Global heating is caused by humans burning coal, fossil gas and petroleum and putting billions of metric tons of carbon dioxide into the atmosphere. CO2 is a greenhouse gas that prevents the sun’s heat from radiating easily back out into space after it strikes the world’s surface. The more such greenhouse gases are in the atmosphere, including carbon dioxide, methane and water vapor, the more the average surface temperature of the earth rises. This rise is not uniform across the globe, however. There are hot zones that are warming more quickly than the rest. The Arctic is heating up at four times the average global rate. Europe is heating up at double that rate, as is the nearby Middle East.

The average surface temperature of the whole world is 1.1 °C (about 2 °F.) higher now than in pre-industrial times 150 years ago.

Guess how much hotter Europe is?

WMO says, “In 2022, Europe was approximately 2.3 ± 0.2 °C above the pre-industrial (1850-1900) average.” In other words Europe has heated up by 4 °F — twice as much as the average for the world. These number may not sound very big, but they are extremely alarming precisely because they are averages. If your average temperature is now 4 °F higher, that means sometimes it is 8 °F higher.


h/t WMO..

The difference between 106 °F and 110 °F is that at the latter temperature many aircraft can no longer take off. Fast moving air molecules make for thinner air and it can no longer provide the lift beneath the plane’s wings necessary for take-off.

Likewise if it is both hot and humid, and you go out and exert yourself, you can get heat stroke, which happens if your body heats up to 104 °F (40 °C).

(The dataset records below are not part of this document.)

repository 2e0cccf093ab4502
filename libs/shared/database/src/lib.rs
pub mod supabase;
// libs/pet-cell/src/models.rs
use chrono::{DateTime, Utc};
use serde::{Deserialize, Serialize};
use uuid::Uuid;

#[derive(Debug, Clone, Serialize, Deserialize)]
pub struct Pet {
    pub id: Uuid,
    pub owner_user_id: Option<String>,
    pub owner_name: String,
    pub owner_email: Option<String>,
    pub name: String,
    pub species: String,
    pub age: i64,
}

#[derive(Debug, Clone, Serialize, Deserialize)]
pub struct CreatePetRequest {
    pub owner_name: String,
    pub name: String,
    pub species: String,
    pub age: i64,
}

/// One vaccination administered at a clinic, kept on the pet's history.
#[derive(Debug, Clone, Serialize, Deserialize)]
pub struct VaccinationRecord {
    pub id: Uuid,
    pub pet_id: Uuid,
    pub clinic_id: Uuid,
    pub vaccine_name: String,
    pub administered_utc: DateTime<Utc>,
    pub next_due_utc: Option<DateTime<Utc>>,
    pub notes: Option<String>,
    pub created_utc: DateTime<Utc>,
}

#[derive(Debug, Clone, Serialize, Deserialize)]
pub struct CreateVaccinationRecordRequest {
    pub pet_id: Uuid,
    pub clinic_id: Uuid,
    pub vaccine_name: String,
    pub administered_utc: DateTime<Utc>,
    pub next_due_utc: Option<DateTime<Utc>>,
    pub notes: Option<String>,
}

#[derive(Debug, Clone, thiserror::Error)]
pub enum PetError {
    #[error("Pet not found")]
    NotFound,

    #[error("Clinic not found")]
    ClinicNotFound,

    #[error("{0}")]
    Forbidden(String),

    #[error("Validation error: {0}")]
    Validation(String),

    #[error("Database error: {0}")]
    Database(String),
}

About 16,000 Europeans died of heat stroke in 2022. Extreme heat waves that can kill as many as 30,000 Europeans are estimated to be more likely now to occur twice a decade, because of human-caused climate change.

For the continent to heat up so fast is a major challenge to European civilization.

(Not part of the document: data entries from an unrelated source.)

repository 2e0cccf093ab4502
// libs/pet-cell/src/handlers.rs
use std::sync::Arc;

use axum::{
    extract::{Extension, Path, State},
    http::StatusCode,
    Json,
};
use axum_extra::TypedHeader;
use headers::{authorization::Bearer, Authorization};
use uuid::Uuid;

use shared_config::AppConfig;
use shared_models::auth::User;
use shared_models::error::AppError;

use crate::models::{
    CreatePetRequest, CreateVaccinationRecordRequest, Pet, PetError, VaccinationRecord,
};
use crate::services::registry::PetRegistryService;
use crate::services::vaccinations::VaccinationService;

fn map_pet_error(e: PetError) -> AppError {
    match e {
        PetError::NotFound | PetError::ClinicNotFound => AppError::NotFound(e.to_string()),
        PetError::Forbidden(msg) => AppError::Forbidden(msg),
        PetError::Validation(msg) => AppError::ValidationError(msg),
        PetError::Database(msg) => AppError::Database(msg),
    }
}

#[axum::debug_handler]
pub async fn list_pets(
    State(state): State<Arc<AppConfig>>,
    TypedHeader(auth): TypedHeader<Authorization<Bearer>>,
    Extension(user): Extension<User>,
) -> Result<Json<Vec<Pet>>, AppError> {
    let registry = PetRegistryService::new(&state);

    let pets = registry
        .list_pets(&user, auth.token())
        .await
        .map_err(map_pet_error)?;

    Ok(Json(pets))
}

#[axum::debug_handler]
pub async fn get_pet(
    State(state): State<Arc<AppConfig>>,
    TypedHeader(auth): TypedHeader<Authorization<Bearer>>,
    Extension(user): Extension<User>,
    Path(pet_id): Path<Uuid>,
) -> Result<Json<Pet>, AppError> {
    let registry = PetRegistryService::new(&state);

    let pet = registry
        .get_pet(pet_id, &user, auth.token())
        .await
        .map_err(map_pet_error)?;

    Ok(Json(pet))
}

#[axum::debug_handler]
pub async fn create_pet(
    State(state): State<Arc<AppConfig>>,
    TypedHeader(auth): TypedHeader<Authorization<Bearer>>,
    Extension(user): Extension<User>,
    Json(request): Json<CreatePetRequest>,
) -> Result<(StatusCode, Json<Pet>), AppError> {
    let registry = PetRegistryService::new(&state);

    let pet = registry
        .create_pet(request, &user, auth.token())
        .await
        .map_err(map_pet_error)?;

    Ok((StatusCode::CREATED, Json(pet)))
}

#[axum::debug_handler]
pub async fn delete_pet(
    State(state): State<Arc<AppConfig>>,
    TypedHeader(auth): TypedHeader<Authorization<Bearer>>,
    Extension(user): Extension<User>,
    Path(pet_id): Path<Uuid>,
) -> Result<StatusCode, AppError> {
    let registry = PetRegistryService::new(&state);

    registry
        .delete_pet(pet_id, &user, auth.token())
        .await
        .map_err(map_pet_error)?;

    Ok(StatusCode::NO_CONTENT)
}

#[axum::debug_handler]
pub async fn list_pet_vaccinations(
    State(state): State<Arc<AppConfig>>,
    TypedHeader(auth): TypedHeader<Authorization<Bearer>>,
    Extension(user): Extension<User>,
    Path(pet_id): Path<Uuid>,
) -> Result<Json<Vec<VaccinationRecord>>, AppError> {
    let records = VaccinationService::new(&state)
        .list_for_pet(pet_id, &user, auth.token())
        .await
        .map_err(map_pet_error)?;

    Ok(Json(records))
}

#[axum::debug_handler]
pub async fn create_vaccination(
    State(state): State<Arc<AppConfig>>,
    TypedHeader(auth): TypedHeader<Authorization<Bearer>>,
    Extension(user): Extension<User>,
    Json(request): Json<CreateVaccinationRecordRequest>,
) -> Result<Json<VaccinationRecord>, AppError> {
    let record = VaccinationService::new(&state)
        .create_record(request, &user, auth.token())
        .await
        .map_err(map_pet_error)?;

    Ok(Json(record))
}
pub mod scheduling;
pub mod slots;

pub use scheduling::SchedulingService;
pub use slots::SlotSupplyService;
pub mod registry;
pub mod vaccinations;

pub use registry::PetRegistryService;
pub use vaccinations::VaccinationService;
// libs/review-cell/src/services/moderation.rs
use async_trait::async_trait;
use reqwest::Client;
use serde_json::{json, Value};
use tracing::warn;

use shared_config::AppConfig;

const MODEL_NAME: &str = "gemini-2.5-flash";

#[derive(Debug, Clone, PartialEq, Eq)]
pub struct ModerationVerdict {
    pub blocked: bool,
    pub reason: Option<String>,
}

impl ModerationVerdict {
    pub fn allowed() -> Self {
        Self {
            blocked: false,
            reason: None,
        }
    }
}

/// Decides whether review text is abusive. Implementations must fail
/// open: a moderation outage never blocks review submission.
#[async_trait]
pub trait ReviewModeration: Send + Sync {
    async fn moderate(&self, text: &str) -> ModerationVerdict;
}

/// Gemini-backed moderation. The model is asked to answer with a small
/// JSON object which is extracted from its free-form reply.
pub struct GeminiModeration {
    client: Client,
    api_key: String,
    base_url: String,
}

impl GeminiModeration {
    pub fn new(config: &AppConfig) -> Self {
        Self {
            client: Client::new(),
            api_key: config.moderation_api_key.clone(),
            base_url: config.moderation_base_url.clone(),
        }
    }

    async fn try_moderate(&self, text: &str) -> anyhow::Result<Option<ModerationVerdict>> {
        let prompt = format!(
            "You are a content moderation system for a veterinary clinic review site. \
             Decide if the text contains insults, hate, harassment, profanity, or abuse. \
             Reply ONLY with JSON: {{\"blocked\":true|false,\"reason\":\"short reason or empty\"}}. \
             Text: {}",
            text
        );

        let url = format!(
            "{}/models/{}:generateContent?key={}",
            self.base_url, MODEL_NAME, self.api_key
        );

        let body = json!({
            "contents": [{"parts": [{"text": prompt}]}]
        });

        let response = self.client.post(&url).json(&body).send().await?;
        let status = response.status();
        if !status.is_success() {
            anyhow::bail!("moderation API returned {}", status);
        }

        let payload: Value = response.json().await?;
        let reply = payload["candidates"][0]["content"]["parts"][0]["text"]
            .as_str()
            .unwrap_or_default();

        Ok(extract_verdict(reply))
    }
}

#[async_trait]
impl ReviewModeration for GeminiModeration {
    async fn moderate(&self, text: &str) -> ModerationVerdict {
        if text.trim().is_empty() {
            return ModerationVerdict::allowed();
        }
        if self.api_key.is_empty() || self.base_url.is_empty() {
            return ModerationVerdict::allowed();
        }

        match self.try_moderate(text).await {
            Ok(Some(verdict)) => verdict,
            Ok(None) => ModerationVerdict::allowed(),
            Err(e) => {
                warn!("Moderation unavailable, allowing review: {}", e);
                ModerationVerdict::allowed()
            }
        }
    }
}

/// Pulls the first `{...}` span out of the model reply and reads the
/// `blocked`/`reason` fields from it.
fn extract_verdict(raw: &str) -> Option<ModerationVerdict> {
    let start = raw.find('{')?;
    let end = raw.rfind('}')?;
    if end <= start {
        return None;
    }

    let parsed: Value = serde_json::from_str(&raw[start..=end]).ok()?;
    let blocked = parsed["blocked"].as_bool()?;
    let reason = parsed["reason"]
        .as_str()
        .map(str::trim)
        .filter(|r| !r.is_empty())
        .map(String::from);

    Some(ModerationVerdict { blocked, reason })
}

Summer 2022 was the hottest on record there, and 2023 may well break that record.

Some 156,000 Europeans were directly affected by extreme weather events in 2022– events that were made worse by climate change– and they cost $2 billion to the European economy.

The WMO writes, “France had its driest January to September, and the United Kingdom and Uccle (Belgium) had their driest January to August since 1976, with far-reaching consequences for agriculture and energy production. Spain’s water reserve decreased to 41.9% of its total capacity by 26 July, with even lower capacity in some basins.”

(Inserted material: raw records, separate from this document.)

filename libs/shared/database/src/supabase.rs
use anyhow::{anyhow, Result};
use reqwest::{
    header::{HeaderMap, HeaderValue, AUTHORIZATION, CONTENT_TYPE},
    Client, Method,
};
use serde::de::DeserializeOwned;
use serde_json::Value;
use tracing::{debug, error};

use shared_config::AppConfig;

pub struct SupabaseClient {
    client: Client,
    base_url: String,
    anon_key: String,
}

impl SupabaseClient {
    pub fn new(config: &AppConfig) -> Self {
        Self {
            client: Client::new(),
            base_url: config.supabase_url.clone(),
            anon_key: config.supabase_anon_key.clone(),
        }
    }

    fn get_headers(&self, auth_token: Option<&str>) -> HeaderMap {
        let mut headers = HeaderMap::new();

        if let Ok(value) = HeaderValue::from_str(&self.anon_key) {
            headers.insert("apikey", value);
        }
        headers.insert(CONTENT_TYPE, HeaderValue::from_static("application/json"));

        if let Some(token) = auth_token {
            if let Ok(value) = HeaderValue::from_str(&format!("Bearer {}", token)) {
                headers.insert(AUTHORIZATION, value);
            }
        }

        headers
    }

    pub async fn request<T>(
        &self,
        method: Method,
        path: &str,
        auth_token: Option<&str>,
        body: Option<Value>,
    ) -> Result<T>
    where
        T: DeserializeOwned,
    {
        self.request_with_headers(method, path, auth_token, body, None)
            .await
    }

    pub async fn request_with_headers<T>(
        &self,
        method: Method,
        path: &str,
        auth_token: Option<&str>,
        body: Option<Value>,
        extra_headers: Option<HeaderMap>,
    ) -> Result<T>
    where
        T: DeserializeOwned,
    {
        let url = format!("{}{}", self.base_url, path);
        debug!("Making request to {}", url);

        let mut headers = self.get_headers(auth_token);
        if let Some(extra) = extra_headers {
            headers.extend(extra);
        }

        let mut req = self.client.request(method, &url).headers(headers);

        if let Some(body_data) = body {
            req = req.json(&body_data);
        }

        let response = req.send().await?;

        let status = response.status();
        if !status.is_success() {
            let error_text = response.text().await?;
            error!("API error ({}): {}", status, error_text);

            return Err(match status.as_u16() {
                401 | 403 => anyhow!("Authentication error: {}", error_text),
                404 => anyhow!("Resource not found: {}", error_text),
                _ => anyhow!("API error ({}): {}", status, error_text),
            });
        }

        let data = response.json::<T>().await?;
        Ok(data)
    }

    /// Conditional update against a PostgREST filter, returning the rows
    /// actually updated. An empty result means the filter matched nothing,
    /// so the caller lost the compare-and-swap.
    pub async fn conditional_update(
        &self,
        path: &str,
        auth_token: Option<&str>,
        body: Value,
    ) -> Result<Vec<Value>> {
        let mut headers = HeaderMap::new();
        headers.insert("Prefer", HeaderValue::from_static("return=representation"));

        self.request_with_headers(Method::PATCH, path, auth_token, Some(body), Some(headers))
            .await
    }

    /// Insert returning the created row(s).
    pub async fn insert_returning(
        &self,
        path: &str,
        auth_token: Option<&str>,
        body: Value,
    ) -> Result<Vec<Value>> {
        let mut headers = HeaderMap::new();
        headers.insert("Prefer", HeaderValue::from_static("return=representation"));

        self.request_with_headers(Method::POST, path, auth_token, Some(body), Some(headers))
            .await
    }

    /// Delete returning the removed row(s). An empty result means the
    /// filter matched nothing.
    pub async fn delete_returning(
        &self,
        path: &str,
        auth_token: Option<&str>,
    ) -> Result<Vec<Value>> {
        let mut headers = HeaderMap::new();
        headers.insert("Prefer", HeaderValue::from_static("return=representation"));

        self.request_with_headers(Method::DELETE, path, auth_token, None, Some(headers))
            .await
    }

    pub fn get_base_url(&self) -> &str {
        &self.base_url
    }
}
// libs/pet-cell/src/services/vaccinations.rs
use chrono::Utc;
use reqwest::Method;
use serde_json::{json, Value};
use std::sync::Arc;
use tracing::info;
use uuid::Uuid;

use shared_config::AppConfig;
use shared_database::supabase::SupabaseClient;
use shared_models::auth::User;
use shared_utils::authz;

use crate::models::{CreateVaccinationRecordRequest, PetError, VaccinationRecord};

/// Vaccination history: written by clinic staff, read by the pet's owner.
pub struct VaccinationService {
    supabase: Arc<SupabaseClient>,
}

impl VaccinationService {
    pub fn new(config: &AppConfig) -> Self {
        Self {
            supabase: Arc::new(SupabaseClient::new(config)),
        }
    }

    /// Lists a pet's vaccinations, most recent first. Pets belonging to
    /// other users are reported as missing, as everywhere in this cell.
    pub async fn list_for_pet(
        &self,
        pet_id: Uuid,
        requester: &User,
        auth_token: &str,
    ) -> Result<Vec<VaccinationRecord>, PetError> {
        let pet = self.fetch_pet(pet_id, auth_token).await?;
        if !authz::can_access(requester, pet["owner_user_id"].as_str()) {
            return Err(PetError::NotFound);
        }

        let path = format!(
            "/rest/v1/vaccination_records?pet_id=eq.{}&order=administered_utc.desc",
            pet_id
        );

        self.supabase
            .request(Method::GET, &path, Some(auth_token), None)
            .await
            .map_err(|e| PetError::Database(e.to_string()))
    }

    /// Records a vaccination. Clinic staff only; a non-admin requester
    /// must own the administering clinic.
    pub async fn create_record(
        &self,
        request: CreateVaccinationRecordRequest,
        requester: &User,
        auth_token: &str,
    ) -> Result<VaccinationRecord, PetError> {
        if !authz::is_clinic_admin(requester) && !authz::is_admin(requester) {
            return Err(PetError::Forbidden(
                "Only clinic staff can record vaccinations".to_string(),
            ));
        }

        let vaccine_name = request.vaccine_name.trim();
        if vaccine_name.is_empty() {
            return Err(PetError::Validation(
                "Vaccine name is required".to_string(),
            ));
        }

        self.fetch_pet(request.pet_id, auth_token).await?;

        let clinic = self.fetch_clinic(request.clinic_id, auth_token).await?;
        if !authz::can_access(requester, clinic["owner_user_id"].as_str()) {
            return Err(PetError::Forbidden(
                "Vaccinations can only be recorded for your own clinic".to_string(),
            ));
        }

        let notes = request
            .notes
            .as_deref()
            .map(str::trim)
            .filter(|n| !n.is_empty());

        let body = json!({
            "id": Uuid::new_v4(),
            "pet_id": request.pet_id,
            "clinic_id": request.clinic_id,
            "vaccine_name": vaccine_name,
            "administered_utc": request.administered_utc.to_rfc3339(),
            "next_due_utc": request.next_due_utc.map(|d| d.to_rfc3339()),
            "notes": notes,
            "created_utc": Utc::now().to_rfc3339(),
        });

        let mut rows = self
            .supabase
            .insert_returning("/rest/v1/vaccination_records", Some(auth_token), body)
            .await
            .map_err(|e| PetError::Database(e.to_string()))?;

        if rows.is_empty() {
            return Err(PetError::Database(
                "Vaccination insert returned no row".to_string(),
            ));
        }

        let record: VaccinationRecord = serde_json::from_value(rows.remove(0))
            .map_err(|e| PetError::Database(e.to_string()))?;

        info!(
            "Recorded vaccination {} for pet {} at clinic {}",
            record.id, record.pet_id, record.clinic_id
        );
        Ok(record)
    }

    async fn fetch_pet(&self, pet_id: Uuid, auth_token: &str) -> Result<Value, PetError> {
        let path = format!("/rest/v1/pets?id=eq.{}", pet_id);

        let mut pets: Vec<Value> = self
            .supabase
            .request(Method::GET, &path, Some(auth_token), None)
            .await
            .map_err(|e| PetError::Database(e.to_string()))?;

        if pets.is_empty() {
            return Err(PetError::NotFound);
        }
        Ok(pets.remove(0))
    }

    async fn fetch_clinic(&self, clinic_id: Uuid, auth_token: &str) -> Result<Value, PetError> {
        let path = format!("/rest/v1/clinics?id=eq.{}", clinic_id);

        let mut clinics: Vec<Value> = self
            .supabase
            .request(Method::GET, &path, Some(auth_token), None)
            .await
            .map_err(|e| PetError::Database(e.to_string()))?;

        if clinics.is_empty() {
            return Err(PetError::ClinicNotFound);
        }
        Ok(clinics.remove(0))
    }
}
pub mod moderation;
pub mod reviews;

pub use moderation::{GeminiModeration, ModerationVerdict, ReviewModeration};
pub use reviews::ReviewService;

Agriculture is thus also at stake, i.e. food production and food prices.

Glaciers are also melting at an alarming pace, endangering water supplies. Even the conservative Swiss have had a wake-up call on this issue, and finally agreed in a referendum last week to try to get to zero carbon by 2050.

Europe is on a climate change juggernaut, and while it has made progress in moving away from fossil fuels, the continent is still way too dependent on coal and fossil gas if it wants to get to zero carbon by 2050.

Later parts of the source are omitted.